— PROBLEM TO SOLVE —
Output the data below in full, character for character.
-- Opening Marker --
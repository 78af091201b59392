//! Strata fund types
//!
//! Every strata scheme maintains two statutory funds: the administrative
//! fund for day-to-day running costs, and the capital works fund for
//! long-term maintenance. Levy schedules, ledger accounts and budgets are
//! all scoped by fund.

use serde::{Deserialize, Serialize};
use std::fmt;
use std::str::FromStr;

use crate::error::CoreError;

/// The statutory fund a monetary record belongs to
#[derive(Debug, Clone, Copy, PartialEq, Eq, Hash, Serialize, Deserialize)]
#[serde(rename_all = "snake_case")]
pub enum FundType {
    Admin,
    CapitalWorks,
}

impl FundType {
    /// All fund types, in reporting order
    pub const ALL: [FundType; 2] = [FundType::Admin, FundType::CapitalWorks];

    /// Database/wire representation
    pub fn as_str(&self) -> &'static str {
        match self {
            FundType::Admin => "admin",
            FundType::CapitalWorks => "capital_works",
        }
    }

    /// Human-readable name
    pub fn display_name(&self) -> &'static str {
        match self {
            FundType::Admin => "Administrative Fund",
            FundType::CapitalWorks => "Capital Works Fund",
        }
    }
}

impl fmt::Display for FundType {
    fn fmt(&self, f: &mut fmt::Formatter<'_>) -> fmt::Result {
        write!(f, "{}", self.as_str())
    }
}

impl FromStr for FundType {
    type Err = CoreError;

    fn from_str(s: &str) -> Result<Self, Self::Err> {
        match s {
            "admin" => Ok(FundType::Admin),
            "capital_works" => Ok(FundType::CapitalWorks),
            other => Err(CoreError::validation(format!(
                "Unknown fund type: {}",
                other
            ))),
        }
    }
}

#[cfg(test)]
mod tests {
    use super::*;

    #[test]
    fn test_round_trip() {
        for fund in FundType::ALL {
            let parsed: FundType = fund.as_str().parse().unwrap();
            assert_eq!(parsed, fund);
        }
    }

    #[test]
    fn test_serde_snake_case() {
        let json = serde_json::to_string(&FundType::CapitalWorks).unwrap();
        assert_eq!(json, "\"capital_works\"");
    }
}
-- Closing Marker --
— EXERCISE ANSWER —
repository 78af091201b59392
//! Strata fund types
//!
//! Every strata scheme maintains two statutory funds: the administrative
//! fund for day-to-day running costs, and the capital works fund for
//! long-term maintenance. Levy schedules, ledger accounts and budgets are
//! all scoped by fund.

use serde::{Deserialize, Serialize};
use std::fmt;
use std::str::FromStr;

use crate::error::CoreError;

/// The statutory fund a monetary record belongs to
#[derive(Debug, Clone, Copy, PartialEq, Eq, Hash, Serialize, Deserialize)]
#[serde(rename_all = "snake_case")]
pub enum FundType {
    Admin,
    CapitalWorks,
}

impl FundType {
    /// All fund types, in reporting order
    pub const ALL: [FundType; 2] = [FundType::Admin, FundType::CapitalWorks];

    /// Database/wire representation
    pub fn as_str(&self) -> &'static str {
        match self {
            FundType::Admin => "admin",
            FundType::CapitalWorks => "capital_works",
        }
    }

    /// Human-readable name
    pub fn display_name(&self) -> &'static str {
        match self {
            FundType::Admin => "Administrative Fund",
            FundType::CapitalWorks => "Capital Works Fund",
        }
    }
}

impl fmt::Display for FundType {
    fn fmt(&self, f: &mut fmt::Formatter<'_>) -> fmt::Result {
        write!(f, "{}", self.as_str())
    }
}

impl FromStr for FundType {
    type Err = CoreError;

    fn from_str(s: &str) -> Result<Self, Self::Err> {
        match s {
            "admin" => Ok(FundType::Admin),
            "capital_works" => Ok(FundType::CapitalWorks),
            other => Err(CoreError::validation(format!(
                "Unknown fund type: {}",
                other
            ))),
        }
    }
}

#[cfg(test)]
mod tests {
    use super::*;

    #[test]
    fn test_round_trip() {
        for fund in FundType::ALL {
            let parsed: FundType = fund.as_str().parse().unwrap();
            assert_eq!(parsed, fund);
        }
    }

    #[test]
    fn test_serde_snake_case() {
        let json = serde_json::to_string(&FundType::CapitalWorks).unwrap();
        assert_eq!(json, "\"capital_works\"");
    }
}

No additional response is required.